Comment: This historical
event shows the underlying meaning of the Second
Amendment. Armed citizens must be able to defend against tyrants and
oppressors. Self defense is your God given right. Marion
Pritchard stood up for what was right, and used the force of arms to
defend self and others against tyranny. Consider the following discussion
as it relates to the above, then read the news article about Marion
Pritchard..
Silveira
v. Lockyer - Dissent by Kozinski, states in part:
" ...a core value protected by the Second Amendment for
"the people" was "the Right of the people to alter or
abolish"48 tyrannical government, as
they had done a decade before. ...
As Blackstone describes the "natural right" of an Englishman
to keep and bear arms, the arms are for personal defense as well as
resistance to tyranny. The two are not always separable. After the Civil
War, southern states began passing "Black Codes," designed to
limit the freedom of blacks as much as possible.50 The
"Black Codes" often contained restrictions on firearm ownership
and possession.51 The codes sometimes
made it a crime for whites even to loan guns to blacks.52
A substantial part of the debate in Congress on the Fourteenth
Amendment was its necessity to enable blacks to protect themselves from
White terrorism and tyranny in the South.53 Private
terrorist organizations, such as the Ku Klux Klan, were abetted by
southern state governments’ refusal to protect black citizens, and the
violence of such groups could only be realistically resisted with private
firearms. When the state itself abets organized terrorism, the right of
the people to keep and bear arms against a tyrant becomes inseparable from
the right to self-defense.... (emphasis added)...

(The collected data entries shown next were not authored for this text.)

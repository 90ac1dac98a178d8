use std::fmt::Display;
use chrono::{DateTime, TimeZone};
use crate::air_quality::AirQuality;
use crate::carousel::Carousel;
use crate::config::GeoRef;
use crate::forecast_summary::{summarize, ForecastSummary};
use crate::manager_owm::errors::OwmError;
use crate::manager_owm::{load_forecast_file, WeatherProvider};
use crate::models::forecast::CurrentConditions;
use crate::session::Session;

/// Everything weather related shown on the dashboard
#[derive(Clone, Debug, PartialEq)]
pub struct WeatherReport {
    pub current: Option<CurrentConditions>,
    pub forecast: ForecastSummary,
    pub air: Option<AirQuality>,
}

/// Acquires current conditions, forecast and air quality and summarizes the forecast.
/// The forecast is only summarized once all three acquisitions have succeeded.
///
/// # Arguments
///
/// * 'provider' - the weather provider
/// * 'geo_ref' - the point to get weather for
/// * 'tz' - time zone for hour labels and day grouping
pub fn refresh<Tz: TimeZone>(provider: &dyn WeatherProvider, geo_ref: &GeoRef, tz: &Tz) -> Result<WeatherReport, OwmError> {
    let current = provider.get_current(geo_ref.lat, geo_ref.long, &geo_ref.location_label)?;
    let samples = provider.get_forecast(geo_ref.lat, geo_ref.long)?;
    let air = provider.get_air_quality(geo_ref.lat, geo_ref.long)?;

    Ok(WeatherReport {
        current: Some(current),
        forecast: summarize(&samples, tz),
        air: Some(air),
    })
}

/// Builds a report from a saved forecast document, no current conditions or air quality
///
/// # Arguments
///
/// * 'forecast_file' - path to the saved forecast document
/// * 'tz' - time zone for hour labels and day grouping
pub fn refresh_offline<Tz: TimeZone>(forecast_file: &str, tz: &Tz) -> Result<WeatherReport, OwmError> {
    let samples = load_forecast_file(forecast_file)?;

    Ok(WeatherReport { current: None, forecast: summarize(&samples, tz), air: None })
}

/// Renders what `show` prints. With the lock enabled and no unlock request only the lock
/// screen is rendered and `fetch_weather` is never called.
///
/// # Arguments
///
/// * 'now' - current local time
/// * 'session' - user settings
/// * 'carousel' - wallpaper carousel settings
/// * 'unlock' - whether the user asked to pass the lock screen
/// * 'fetch_weather' - acquires the weather report, None if not available
pub fn render_show<Tz: TimeZone, F>(now: &DateTime<Tz>, session: &Session, carousel: &Carousel, unlock: bool, fetch_weather: F) -> String
where
    Tz::Offset: Display,
    F: FnOnce() -> Option<WeatherReport>,
{
    if session.lock_enabled() && !unlock {
        return render_lock_screen(now, session);
    }

    let weather = fetch_weather();
    render_dashboard(now, session, carousel, weather.as_ref())
}

/// Renders the lock screen: clock, date and the pinned memo
///
/// # Arguments
///
/// * 'now' - current local time
/// * 'session' - user settings
pub fn render_lock_screen<Tz: TimeZone>(now: &DateTime<Tz>, session: &Session) -> String
where
    Tz::Offset: Display,
{
    lock_screen_lines(now, session).join("\n")
}

/// Renders the full dashboard
///
/// # Arguments
///
/// * 'now' - current local time
/// * 'session' - user settings
/// * 'carousel' - wallpaper carousel settings
/// * 'weather' - weather report, None if it could not be acquired
pub fn render_dashboard<Tz: TimeZone>(now: &DateTime<Tz>, session: &Session, carousel: &Carousel, weather: Option<&WeatherReport>) -> String
where
    Tz::Offset: Display,
{
    let mut lines = lock_screen_lines(now, session);

    let wallpapers = session.wallpapers();
    let position = carousel.initial_index(wallpapers);
    match carousel.logical_index(wallpapers, position) {
        Some(i) => lines.push(format!("Wallpaper {}/{}: {}", i + 1, wallpapers.len(), wallpapers[i])),
        None => {
            // an empty list loops to the single fallback background
            let fallback = carousel.build_looped_sequence(wallpapers);
            lines.push(format!("Wallpaper: {}", fallback.first().map_or("", String::as_str)));
        }
    }

    match weather {
        None => lines.push("Weather unavailable".to_string()),
        Some(report) => {
            if let Some(current) = &report.current {
                lines.push(String::new());
                lines.push(current.to_string());
            }
            if !report.forecast.hourly.is_empty() {
                lines.push(String::new());
                lines.push("Hourly".to_string());
                lines.extend(report.forecast.hourly.iter().map(|h| h.to_string()));
            }
            if !report.forecast.daily.is_empty() {
                lines.push(String::new());
                lines.push("Daily".to_string());
                lines.extend(report.forecast.daily.iter().map(|d| d.to_string()));
            }
            if let Some(air) = &report.air {
                lines.push(String::new());
                lines.push(format!("Air quality: {}", air));
            }
        }
    }

    lines.join("\n")
}

fn lock_screen_lines<Tz: TimeZone>(now: &DateTime<Tz>, session: &Session) -> Vec<String>
where
    Tz::Offset: Display,
{
    let mut lines = vec![
        now.format("%H:%M").to_string(),
        now.format("%-m/%-d (%a)").to_string(),
    ];
    let memo = session.pinned_memo_text();
    if !memo.is_empty() {
        lines.push(memo.to_string());
    }

    lines
}

#[cfg(test)]
mod tests {
    use super::*;
    use chrono::FixedOffset;
    use crate::models::forecast::ForecastSample;
    use crate::models::weather_condition::WeatherCondition;
    use crate::store::MemoryStore;

    struct StubProvider {
        fail_air: bool,
    }

    impl WeatherProvider for StubProvider {
        fn get_current(&self, _lat: f64, _long: f64, location_label: &str) -> Result<CurrentConditions, OwmError> {
            Ok(CurrentConditions {
                temperature: 21,
                condition: WeatherCondition::Clear,
                humidity: 40,
                wind_speed: 2.0,
                location_label: location_label.to_string(),
            })
        }

        fn get_forecast(&self, _lat: f64, _long: f64) -> Result<Vec<ForecastSample>, OwmError> {
            Ok((0..10)
                .map(|i| ForecastSample {
                    timestamp: 1_748_736_000 + i * 10_800,
                    temperature: 20.0 + i as f64,
                    condition_code: "Clouds".to_string(),
                    pop: 0.2,
                })
                .collect())
        }

        fn get_air_quality(&self, _lat: f64, _long: f64) -> Result<AirQuality, OwmError> {
            if self.fail_air { Err(OwmError::Timeout) } else { Ok(AirQuality::new(10.0, 5.0)) }
        }
    }

    fn geo_ref() -> GeoRef {
        GeoRef { lat: 37.5, long: 127.0, location_label: "Jung-gu".to_string() }
    }

    fn tz() -> FixedOffset {
        FixedOffset::east_opt(9 * 3600).unwrap()
    }

    fn now() -> DateTime<FixedOffset> {
        tz().with_ymd_and_hms(2025, 6, 1, 9, 5, 0).unwrap()
    }

    #[test]
    fn refresh_summarizes_forecast() {
        let report = refresh(&StubProvider { fail_air: false }, &geo_ref(), &tz()).unwrap();

        assert_eq!(report.forecast.hourly.len(), 8);
        assert_eq!(report.current.unwrap().location_label, "Jung-gu");
        assert!(report.air.is_some());
    }

    #[test]
    fn refresh_fails_when_any_acquisition_fails() {
        let result = refresh(&StubProvider { fail_air: true }, &geo_ref(), &tz());
        assert_eq!(result, Err(OwmError::Timeout));
    }

    #[test]
    fn lock_screen_shows_clock_date_and_pinned_memo() {
        let mut store = MemoryStore::default();
        let mut session = Session::load(&mut store).unwrap();
        assert_eq!(render_lock_screen(&now(), &session), "09:05\n6/1 (Sun)");

        session.add_memo(&mut store, "call mom", chrono::Utc::now()).unwrap();
        assert_eq!(render_lock_screen(&now(), &session), "09:05\n6/1 (Sun)\ncall mom");
    }

    #[test]
    fn dashboard_without_wallpapers_shows_fallback() {
        let mut store = MemoryStore::default();
        let session = Session::load(&mut store).unwrap();
        let carousel = Carousel::new(10, "file:///default.jpg");

        let text = render_dashboard(&now(), &session, &carousel, None);
        assert!(text.contains("Wallpaper: file:///default.jpg"));
        assert!(text.contains("Weather unavailable"));
    }

    #[test]
    fn dashboard_shows_middle_wallpaper_and_weather() {
        let mut store = MemoryStore::default();
        let mut session = Session::load(&mut store).unwrap();
        let uris = ["a.jpg", "b.jpg", "c.jpg"].iter().map(|s| s.to_string()).collect::<Vec<String>>();
        session.add_wallpapers(&mut store, &uris).unwrap();
        let report = refresh(&StubProvider { fail_air: false }, &geo_ref(), &tz()).unwrap();

        let text = render_dashboard(&now(), &session, &Carousel::default(), Some(&report));
        assert!(text.contains("Wallpaper 1/3: a.jpg"));
        assert!(text.contains("Hourly"));
        assert!(text.contains("Daily"));
        assert!(text.contains("Air quality: Good"));
    }

    #[test]
    fn locked_show_renders_lock_screen_without_fetching_weather() {
        let mut store = MemoryStore::default();
        let mut session = Session::load(&mut store).unwrap();
        session.set_lock_enabled(&mut store, true).unwrap();

        let text = render_show(&now(), &session, &Carousel::default(), false, || {
            panic!("weather must not be fetched behind the lock screen")
        });
        assert_eq!(text, "09:05\n6/1 (Sun)");
    }

    #[test]
    fn unlock_or_disabled_lock_shows_dashboard() {
        let mut store = MemoryStore::default();
        let mut session = Session::load(&mut store).unwrap();
        let report = refresh(&StubProvider { fail_air: false }, &geo_ref(), &tz()).unwrap();

        let text = render_show(&now(), &session, &Carousel::default(), false, || Some(report.clone()));
        assert!(text.contains("Hourly"));

        session.set_lock_enabled(&mut store, true).unwrap();
        let mut fetched = false;
        let text = render_show(&now(), &session, &Carousel::default(), true, || {
            fetched = true;
            None
        });
        assert!(fetched);
        assert!(text.contains("Weather unavailable"));
    }
}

the law establishes with the utmost clarity that the militia is
precisely what the panel says it is not, an "amorphous body of the
people as a whole."
Among the acts of the crown seen as oppressions to be prevented from
ever happening again were the Militia Acts of 1757 through 1763
authorizing British officials "to seize and remove the arms" of
colonial militias when they thought it necessary to the peace of the
kingdom.69 The American Revolution was
triggered when General Gage ordered troops to march from Boston to
Lexington and Concord to do just that.70
...The one thing that is absolute is that the Second Amendment
guarantees a personal and individual right to keep and bear arms, and
prohibits government from disarming the people
A well regulated Militia, being necessary to
the security of a free State, the right of the people to keep and bear Arms
shall not be infringed. Second Amendment,
U.S. Constitution
ARTICLE ABOUT PRITCHARD
By Samantha Levine
Like the angel of death, the Dutch police officer stood at
the door. It was 2 o'clock in the morning, and he was hunting
for Jews. Someone must have tipped him off to the three Jewish
children sheltered in the home of Marion Pritchard. He entered
the living room, his back to the bedroom where the youngsters
were sleeping. Pritchard's gut told her he would send them to a
concentration camp. Within two minutes, she'd decided what to
do. She reached up to a shelf and felt for the revolver given to
her for emergencies. "It was him or the kids, so I shot
him," she says, unflinching. "It was a moment of
excitement. I did it! I did it! The kids are safe! Then it was,
what do I do with the body?"
During World War II, the Nazis murdered millions of Jews,
Gypsies, homosexuals, and others. But thousands of ordinary
folks risked their own lives to help the intended victims.
Marion Pritchard was one of the rescuers, concealing a Jewish
family for nearly three years.
"It was never a question," says Pritchard, now 80
and a practicing psychoanalyst who lives in Vershire, Vt.
"For somebody's life, how could you not?"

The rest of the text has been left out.